Stored data:
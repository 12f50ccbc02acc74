//! Implements the `Api` trait using in-memory data for testing purposes.
//!
//! Note: this is compiled even in the "production" version of this app so that we can run the whole
//! app, top-to-bottom, without a backend. See `Mode::Test`.

use crate::api::wire::{ApiResponse, SortDirection, TransactionPage, TransactionQuery, TypeFilter};
use crate::api::{Api, ApiError, ApiResult};
use crate::model::{Amount, Category, DateGroups, Month, Transaction, TransactionType};
use crate::Result;
use anyhow::Context;
use chrono::NaiveDate;
use serde::de::IgnoredAny;
use serde::Deserialize;
use std::cmp::Ordering;
use std::collections::{HashMap, HashSet};
use std::io::Cursor;
use std::sync::atomic::{self, AtomicUsize};
use std::sync::Mutex;

/// A transaction together with the day it was recorded on.
#[derive(Debug, Clone, PartialEq, Eq)]
pub struct Record {
    pub date: NaiveDate,
    pub transaction: Transaction,
}

impl Record {
    pub fn new(date: NaiveDate, transaction: Transaction) -> Self {
        Self { date, transaction }
    }

    fn in_month(&self, month: Month) -> bool {
        Month::containing(self.date) == month
    }

    fn matches(&self, query: &TransactionQuery) -> bool {
        let t = &self.transaction;
        let type_ok = match query.type_filter {
            TypeFilter::All => true,
            TypeFilter::Expense => t.is_expense(),
            TypeFilter::Income => t.is_income(),
        };
        let needle = query.search_key.trim().to_lowercase();
        let search_ok = needle.is_empty()
            || [&t.description, &t.category_name]
                .iter()
                .filter_map(|s| s.as_deref())
                .any(|s| s.to_lowercase().contains(&needle));
        type_ok && search_ok
    }
}

/// Switches that make the in-memory backend misbehave.
#[derive(Debug, Clone, Default)]
struct Faults {
    unauthorized: bool,
    totals: bool,
    budget: bool,
    categories: HashSet<i64>,
    page: Option<u32>,
    failed_status_page: Option<u32>,
}

/// An implementation of the `Api` trait that does not use the network. It holds categories and
/// transactions in memory and, by default, is seeded with some existing data.
#[derive(Debug)]
pub struct TestApi {
    categories: Vec<Category>,
    records: Vec<Record>,
    budgets: Mutex<HashMap<Month, Amount>>,
    faults: Faults,
    listing_calls: AtomicUsize,
}

impl TestApi {
    pub fn new(categories: Vec<Category>, records: Vec<Record>) -> Self {
        Self {
            categories,
            records,
            budgets: Mutex::new(HashMap::new()),
            faults: Faults::default(),
            listing_calls: AtomicUsize::new(0),
        }
    }

    /// Loads the seed data embedded in this module.
    pub fn seeded() -> Result<Self> {
        let categories = load_categories(CATEGORY_DATA)?;
        let records = load_records(TRANSACTION_DATA, &categories)?;
        Ok(Self::new(categories, records))
    }

    /// The seed categories with no transactions at all.
    pub fn without_transactions() -> Result<Self> {
        Ok(Self::new(load_categories(CATEGORY_DATA)?, Vec::new()))
    }

    /// Every call fails with a 401.
    pub fn with_unauthorized(mut self) -> Self {
        self.faults.unauthorized = true;
        self
    }

    /// The income, expense and count endpoints fail.
    pub fn with_failing_totals(mut self) -> Self {
        self.faults.totals = true;
        self
    }

    /// Budget lookups and writes fail.
    pub fn with_failing_budget(mut self) -> Self {
        self.faults.budget = true;
        self
    }

    /// The per-category total for `category_id` fails.
    pub fn with_failing_category(mut self, category_id: i64) -> Self {
        self.faults.categories.insert(category_id);
        self
    }

    /// Requesting listing page `page_number` fails as if the server were unreachable.
    pub fn with_failing_page(mut self, page_number: u32) -> Self {
        self.faults.page = Some(page_number);
        self
    }

    /// Requesting listing page `page_number` answers with a `FAILED` status.
    pub fn with_failed_status_page(mut self, page_number: u32) -> Self {
        self.faults.failed_status_page = Some(page_number);
        self
    }

    pub fn with_budget(self, month: Month, amount: Amount) -> Self {
        if let Ok(mut budgets) = self.budgets.lock() {
            budgets.insert(month, amount);
        }
        self
    }

    /// How many times the listing endpoint has been called.
    pub fn listing_calls(&self) -> usize {
        self.listing_calls.load(atomic::Ordering::SeqCst)
    }

    fn guard(&self) -> ApiResult<()> {
        if self.faults.unauthorized {
            return Err(ApiError::Unauthorized);
        }
        Ok(())
    }

    fn sum(&self, month: Month, filter: impl Fn(&Transaction) -> bool) -> Option<Amount> {
        let mut matching = self
            .records
            .iter()
            .filter(|r| r.in_month(month) && filter(&r.transaction))
            .map(|r| r.transaction.amount)
            .peekable();
        // The backend answers null rather than 0 when nothing matches.
        matching.peek()?;
        Some(matching.sum())
    }

    fn page(&self, query: &TransactionQuery) -> TransactionPage {
        let mut matching: Vec<&Record> = self.records.iter().filter(|r| r.matches(query)).collect();
        matching.sort_by(|a, b| {
            let ordering = compare(a, b, &query.sort_field);
            match query.sort_direction {
                SortDirection::Asc => ordering,
                SortDirection::Desc => ordering.reverse(),
            }
        });

        let page_size = query.page_size.max(1) as usize;
        let total = matching.len();
        let total_pages = total.div_ceil(page_size);
        let skip = (query.page_number.max(1) as usize - 1) * page_size;

        let mut data = DateGroups::new();
        for record in matching.into_iter().skip(skip).take(page_size) {
            data.push(
                record.date.format("%Y-%m-%d").to_string(),
                record.transaction.clone(),
            );
        }
        TransactionPage {
            data,
            total_no_of_pages: total_pages as u32,
            total_no_of_records: total as u64,
        }
    }
}

impl Default for TestApi {
    fn default() -> Self {
        Self::seeded().expect("the embedded seed data is valid")
    }
}

fn compare(a: &Record, b: &Record, sort_field: &str) -> Ordering {
    let (ta, tb) = (&a.transaction, &b.transaction);
    match sort_field {
        "amount" => ta.amount.cmp(&tb.amount),
        "description" => ta.description.cmp(&tb.description),
        "category" | "categoryName" => ta.category_name.cmp(&tb.category_name),
        _ => a.date.cmp(&b.date),
    }
}

#[async_trait::async_trait]
impl Api for TestApi {
    async fn total_income_or_expense(
        &self,
        _user_id: i64,
        kind: TransactionType,
        month: Month,
    ) -> ApiResult<ApiResponse<Amount>> {
        self.guard()?;
        if self.faults.totals {
            return Err(ApiError::Simulated("totals are unavailable".into()));
        }
        Ok(match self.sum(month, |t| t.transaction_type == kind) {
            Some(total) => ApiResponse::ok(total),
            None => ApiResponse::empty(),
        })
    }

    async fn total_no_of_transactions(
        &self,
        _user_id: i64,
        month: Month,
    ) -> ApiResult<ApiResponse<u64>> {
        self.guard()?;
        if self.faults.totals {
            return Err(ApiError::Simulated("totals are unavailable".into()));
        }
        let count = self.records.iter().filter(|r| r.in_month(month)).count();
        Ok(ApiResponse::ok(count as u64))
    }

    async fn total_by_category(
        &self,
        _email: &str,
        category_id: i64,
        month: Month,
    ) -> ApiResult<ApiResponse<Amount>> {
        self.guard()?;
        if self.faults.categories.contains(&category_id) {
            return Err(ApiError::Simulated(format!(
                "category {category_id} is unavailable"
            )));
        }
        let Some(category) = self
            .categories
            .iter()
            .find(|c| c.category_id == category_id)
        else {
            return Ok(ApiResponse::failed("Category not found"));
        };
        let name = category.category_name.as_str();
        Ok(
            match self.sum(month, |t| {
                t.is_expense() && t.category_name.as_deref() == Some(name)
            }) {
                Some(total) => ApiResponse::ok(total),
                None => ApiResponse::empty(),
            },
        )
    }

    async fn categories(&self) -> ApiResult<ApiResponse<Vec<Category>>> {
        self.guard()?;
        Ok(ApiResponse::ok(self.categories.clone()))
    }

    async fn transactions(
        &self,
        _email: &str,
        query: &TransactionQuery,
    ) -> ApiResult<ApiResponse<TransactionPage>> {
        self.listing_calls.fetch_add(1, atomic::Ordering::SeqCst);
        self.guard()?;
        if self.faults.page == Some(query.page_number) {
            return Err(ApiError::Simulated(format!(
                "page {} is unavailable",
                query.page_number
            )));
        }
        if self.faults.failed_status_page == Some(query.page_number) {
            return Ok(ApiResponse::failed("Failed to fetch transactions"));
        }
        Ok(ApiResponse::ok(self.page(query)))
    }

    async fn budget(&self, month: Month) -> ApiResult<ApiResponse<Amount>> {
        self.guard()?;
        if self.faults.budget {
            return Err(ApiError::Simulated("budget is unavailable".into()));
        }
        let budgets = self
            .budgets
            .lock()
            .map_err(|_| ApiError::Simulated("budget store is poisoned".into()))?;
        Ok(match budgets.get(&month) {
            Some(amount) => ApiResponse::ok(*amount),
            None => ApiResponse::empty(),
        })
    }

    /// Like the real backend, a new budget applies to the current month.
    async fn create_budget(&self, amount: Amount) -> ApiResult<ApiResponse<IgnoredAny>> {
        self.guard()?;
        if self.faults.budget {
            return Err(ApiError::Simulated("budget is unavailable".into()));
        }
        let mut budgets = self
            .budgets
            .lock()
            .map_err(|_| ApiError::Simulated("budget store is poisoned".into()))?;
        budgets.insert(Month::current(), amount);
        Ok(ApiResponse::empty())
    }
}

#[derive(Debug, Deserialize)]
#[serde(rename_all = "PascalCase")]
struct CategoryRow {
    id: i64,
    name: String,
    r#type: String,
}

#[derive(Debug, Deserialize)]
#[serde(rename_all = "PascalCase")]
struct TransactionRow {
    date: NaiveDate,
    category: String,
    description: String,
    amount: String,
}

fn load_categories(csv_data: &str) -> Result<Vec<Category>> {
    let mut rdr = csv::Reader::from_reader(Cursor::new(csv_data.as_bytes()));
    let mut categories = Vec::new();
    for result in rdr.deserialize() {
        let row: CategoryRow = result.context("Invalid seed category row")?;
        let kind = match row.r#type.as_str() {
            "Income" => TransactionType::Income,
            _ => TransactionType::Expense,
        };
        categories.push(Category::new(row.id, row.name, kind));
    }
    Ok(categories)
}

/// Loads seed transactions. The transaction type comes from the row's category.
fn load_records(csv_data: &str, categories: &[Category]) -> Result<Vec<Record>> {
    let mut rdr = csv::Reader::from_reader(Cursor::new(csv_data.as_bytes()));
    let mut records = Vec::new();
    for result in rdr.deserialize() {
        let row: TransactionRow = result.context("Invalid seed transaction row")?;
        let kind = categories
            .iter()
            .find(|c| c.category_name == row.category)
            .map(Category::kind)
            .with_context(|| format!("Seed category '{}' does not exist", row.category))?;
        let amount = row
            .amount
            .parse::<Amount>()
            .with_context(|| format!("Invalid seed amount '{}'", row.amount))?;
        let mut transaction = Transaction::new(row.category, row.description, kind, amount);
        transaction.transaction_id = Some(records.len() as i64 + 1);
        records.push(Record::new(row.date, transaction));
    }
    Ok(records)
}

/// Seed category data.
const CATEGORY_DATA: &str = r##"Id,Name,Type
1,Groceries,Expense
2,Restaurants,Expense
3,Transport,Expense
4,Utilities,Expense
5,Entertainment,Expense
6,Salary,Income
7,Freelance,Income
"##;

/// Seed transaction data.
const TRANSACTION_DATA: &str = r##"Date,Category,Description,Amount
2025-10-20,Groceries,Keells Super,8743.50
2025-10-19,Restaurants,Ministry of Crab,12500.00
2025-10-18,Transport,Uber to office,1250.75
2025-10-18,Groceries,Cargills Food City,4321.10
2025-10-17,Utilities,Electricity bill,6890.00
2025-10-15,Entertainment,Cinema tickets,3200.00
2025-10-15,Freelance,Logo design,45000.00
2025-10-12,Restaurants,Pizza night,5400.00
2025-10-10,Transport,Fuel,9800.00
2025-10-05,Utilities,Water bill,1450.25
2025-10-01,Salary,October salary,250000.00
2025-09-28,Groceries,Keells Super,7610.40
2025-09-25,Restaurants,Birthday dinner,18250.00
2025-09-20,Transport,Train pass,2400.00
2025-09-15,Utilities,Internet,4990.00
2025-09-01,Salary,September salary,250000.00
"##;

● WHAT YOU NEED TO DO:
Begin with the line above that has "self.faults.budget = true;" and continue through the line that has "let page_size = query.page_size.max(1)", setting each one down exactly. Stop there.

● WRITTEN RESPONSE:
        self.faults.budget = true;
        self
    }

    /// The per-category total for `category_id` fails.
    pub fn with_failing_category(mut self, category_id: i64) -> Self {
        self.faults.categories.insert(category_id);
        self
    }

    /// Requesting listing page `page_number` fails as if the server were unreachable.
    pub fn with_failing_page(mut self, page_number: u32) -> Self {
        self.faults.page = Some(page_number);
        self
    }

    /// Requesting listing page `page_number` answers with a `FAILED` status.
    pub fn with_failed_status_page(mut self, page_number: u32) -> Self {
        self.faults.failed_status_page = Some(page_number);
        self
    }

    pub fn with_budget(self, month: Month, amount: Amount) -> Self {
        if let Ok(mut budgets) = self.budgets.lock() {
            budgets.insert(month, amount);
        }
        self
    }

    /// How many times the listing endpoint has been called.
    pub fn listing_calls(&self) -> usize {
        self.listing_calls.load(atomic::Ordering::SeqCst)
    }

    fn guard(&self) -> ApiResult<()> {
        if self.faults.unauthorized {
            return Err(ApiError::Unauthorized);
        }
        Ok(())
    }

    fn sum(&self, month: Month, filter: impl Fn(&Transaction) -> bool) -> Option<Amount> {
        let mut matching = self
            .records
            .iter()
            .filter(|r| r.in_month(month) && filter(&r.transaction))
            .map(|r| r.transaction.amount)
            .peekable();
        // The backend answers null rather than 0 when nothing matches.
        matching.peek()?;
        Some(matching.sum())
    }

    fn page(&self, query: &TransactionQuery) -> TransactionPage {
        let mut matching: Vec<&Record> = self.records.iter().filter(|r| r.matches(query)).collect();
        matching.sort_by(|a, b| {
            let ordering = compare(a, b, &query.sort_field);
            match query.sort_direction {
                SortDirection::Asc => ordering,
                SortDirection::Desc => ordering.reverse(),
            }
        });

        let page_size = query.page_size.max(1) as usize;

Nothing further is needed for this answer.